Padişahlık dönemi... Vilayet halkı valinin rüşvetinden perişan olmuş, sonunda her şeyi göze alıp padişaha mektup yazmışlar:
“Padişahım, bizi bu adamın elinden kurtar!”
Daha mektup yoldayken, durumu haber alan vali vilayetin bütün zenginlerini konağına çağırmış, onlara mükellef bir ziyafet verirken lâfı açmış:
“Ağalar, beyler, efendiler... Duyduğuma göre beni şikâyet etmişsiniz...”

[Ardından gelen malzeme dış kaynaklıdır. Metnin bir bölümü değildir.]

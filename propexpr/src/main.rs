//! Line-oriented evaluation harness.
//!
//! Usage:
//!   propexpr [NAME=EXPR]... [-e EXPR]
//!
//! With `-e` the expression is evaluated once and printed. Otherwise a
//! stdin loop reads expressions; `name = expression` lines write back into
//! the property table.

use std::io::{self, BufRead, Write};

use propexpr::{evaluate, PropertySource, PropertyTable};

fn main() {
    let argv: Vec<String> = std::env::args().skip(1).collect();

    let mut props = PropertyTable::new();
    let mut once: Option<String> = None;

    let mut i = 0;
    while i < argv.len() {
        let arg = argv[i].as_str();
        if arg == "-e" {
            i += 1;
            match argv.get(i) {
                Some(expr) => once = Some(expr.clone()),
                None => {
                    eprintln!("propexpr: -e requires an expression");
                    std::process::exit(1);
                }
            }
        } else if let Some((name, expr)) = split_assignment(arg) {
            let value = evaluate(expr, Some(&props));
            props.write(name, value);
        } else {
            eprintln!("propexpr: unexpected argument {arg:?}");
            eprintln!("Usage: propexpr [NAME=EXPR]... [-e EXPR]");
            std::process::exit(1);
        }
        i += 1;
    }

    if let Some(expr) = once {
        println!("{}", evaluate(&expr, Some(&props)));
        return;
    }

    repl(&mut props);
}

fn repl(props: &mut PropertyTable) {
    let ver = env!("CARGO_PKG_VERSION");
    println!("propexpr {ver}");
    println!("Type an expression, `name = expression` to set a property,");
    println!("`/names` to list properties, or `/quit` to exit.");

    let stdin = io::stdin();
    let mut stdout = io::stdout();
    let mut line = String::new();

    loop {
        print!("> ");
        let _ = stdout.flush();
        line.clear();
        match stdin.lock().read_line(&mut line) {
            Ok(0) | Err(_) => break, // EOF
            Ok(_) => {}
        }
        let input = line.trim();
        if input.is_empty() {
            continue;
        }

        match input {
            "/quit" => break,
            "/names" => {
                let mut names = props.names();
                names.sort();
                for name in names {
                    println!("{} = {}", name, props.read(&name));
                }
                continue;
            }
            _ => {}
        }

        // `name = expression` assigns through the table; everything else
        // evaluates as an expression. The grammar itself has no `=`.
        if let Some((name, expr)) = split_assignment(input) {
            let value = evaluate(expr, Some(props));
            println!("{name} = {value}");
            props.write(name, value);
        } else {
            let value = evaluate(input, Some(props));
            println!("{}  ({})", value, value.type_name());
        }
    }
}

/// Split `name = expression` when the left side is a bare identifier.
/// Anything else, including `=` inside a string literal, is not an
/// assignment.
fn split_assignment(line: &str) -> Option<(&str, &str)> {
    let (name, expr) = line.split_once('=')?;
    let name = name.trim();
    let mut bytes = name.bytes();
    let first = bytes.next()?;
    if (first.is_ascii_alphabetic() || first == b'_')
        && bytes.all(|b| b.is_ascii_alphanumeric() || b == b'_')
    {
        Some((name, expr))
    } else {
        None
    }
}

// ── Tests ─────────────────────────────────────────────────────────────────────
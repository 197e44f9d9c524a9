use explorer_core::InvalidQuery;
use explorer_db::DbError;
use serde::Serialize;
use thiserror::Error;

#[derive(Debug, Error)]
pub enum AppError {
    #[error("db error: {0}")]
    Db(DbError),
    #[error(transparent)]
    InvalidQuery(#[from] InvalidQuery),
    #[error("io error: {0}")]
    Io(#[from] std::io::Error),
    #[error("config error: {0}")]
    Config(#[from] toml::de::Error),
    #[error("serialization error: {0}")]
    Serde(#[from] serde_json::Error),
    #[error("{0}")]
    Message(String),
}

impl From<DbError> for AppError {
    fn from(err: DbError) -> Self {
        match err {
            DbError::InvalidQuery(err) => AppError::InvalidQuery(err),
            other => AppError::Db(other),
        }
    }
}

pub type Result<T> = std::result::Result<T, AppError>;

/// Error shape handed to callers. Only invalid queries carry detail;
/// anything else is logged and reported as an opaque internal error.
#[derive(Debug, Serialize)]
pub struct ApiError {
    pub status: u16,
    pub message: String,
    #[serde(skip_serializing_if = "Option::is_none")]
    pub code: Option<String>,
    #[serde(skip_serializing_if = "Option::is_none")]
    pub field: Option<String>,
    #[serde(skip_serializing_if = "Vec::is_empty")]
    pub allowed: Vec<String>,
}

impl From<AppError> for ApiError {
    fn from(err: AppError) -> Self {
        match err {
            AppError::InvalidQuery(err) => Self {
                status: 400,
                message: err.to_string(),
                code: Some("invalid_query".to_string()),
                field: Some(err.field),
                allowed: err.allowed,
            },
            other => {
                tracing::error!(error = %other, "request failed");
                Self {
                    status: 500,
                    message: "internal error".to_string(),
                    code: None,
                    field: None,
                    allowed: Vec::new(),
                }
            }
        }
    }
}
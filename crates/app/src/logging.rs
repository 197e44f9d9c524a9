use tracing_subscriber::EnvFilter;

use crate::error::{AppError, Result};

/// Installs the fmt subscriber. `RUST_LOG` wins over `filter`; a second call
/// leaves the first subscriber in place.
pub fn init_tracing(filter: &str) -> Result<()> {
    let env_filter = match EnvFilter::try_from_default_env() {
        Ok(env_filter) => env_filter,
        Err(_) => EnvFilter::try_new(filter)
            .map_err(|err| AppError::Message(format!("invalid log filter {filter:?}: {err}")))?,
    };
    let _ = tracing_subscriber::fmt()
        .with_env_filter(env_filter)
        .with_target(false)
        .try_init();
    Ok(())
}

Herkes susmuş, başlarına ne geleceğini bilmiyorlar. Vali adamlarına emretmiş:
“Şu sandığı getirin!”
Uşaklar sandığı yüklenip gelmişler.
Vali, sandığın kapağını açmış, içi altın ve mücevherle dolu... Vali:
“Bakın efendiler” demiş “Bu sandığın dolmasına sadece bir karış kaldı. Sandık silme dolunca benden yana rahat edersiniz. Ama benden sonra gelen boş sandığı dolduracak, ona göre ha!”

GÜNÜN SÖZÜ

Sandığa hiç gitmeyenler çocuğuna, torununa ve vatanına ihanet eder!